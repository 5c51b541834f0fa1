//! Instrumentation hooks bracketing every query.
//!
//! Purely observational: hooks see each statement before it runs and its
//! outcome after, and have no control-flow effect.

use tracing::{debug, error};

use crate::error::MssqlAdapterError;
use crate::types::{QueryKind, SqlValue};

/// What the after-hook learns about a finished statement.
#[derive(Debug, Clone, Copy)]
pub struct QuerySummary {
    pub kind: QueryKind,
    pub rows_affected: u64,
}

/// Before/after observation points around each engine call.
pub trait QueryHooks: Send + Sync {
    fn before_query(&self, sql: &str, params: &[SqlValue], kind: QueryKind);
    fn after_query(&self, summary: &QuerySummary, error: Option<&MssqlAdapterError>);
}

/// Default hooks: structured tracing events.
#[derive(Debug, Default, Clone, Copy)]
pub struct TracingHooks;

impl QueryHooks for TracingHooks {
    fn before_query(&self, sql: &str, params: &[SqlValue], kind: QueryKind) {
        debug!(?kind, params = params.len(), sql, "query start");
    }

    fn after_query(&self, summary: &QuerySummary, error: Option<&MssqlAdapterError>) {
        match error {
            None => debug!(
                kind = ?summary.kind,
                rows_affected = summary.rows_affected,
                "query end"
            ),
            Some(e) => error!(kind = ?summary.kind, error = %e, "query failed"),
        }
    }
}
.....
What is needed:
Every line from the line containing "structured tracing events." to the last line of the material above must be repeated exactly, and no other line.

Solution to this problem:
/// Default hooks: structured tracing events.
#[derive(Debug, Default, Clone, Copy)]
pub struct TracingHooks;

impl QueryHooks for TracingHooks {
    fn before_query(&self, sql: &str, params: &[SqlValue], kind: QueryKind) {
        debug!(?kind, params = params.len(), sql, "query start");
    }

    fn after_query(&self, summary: &QuerySummary, error: Option<&MssqlAdapterError>) {
        match error {
            None => debug!(
                kind = ?summary.kind,
                rows_affected = summary.rows_affected,
                "query end"
            ),
            Some(e) => error!(kind = ?summary.kind, error = %e, "query failed"),
        }
    }
}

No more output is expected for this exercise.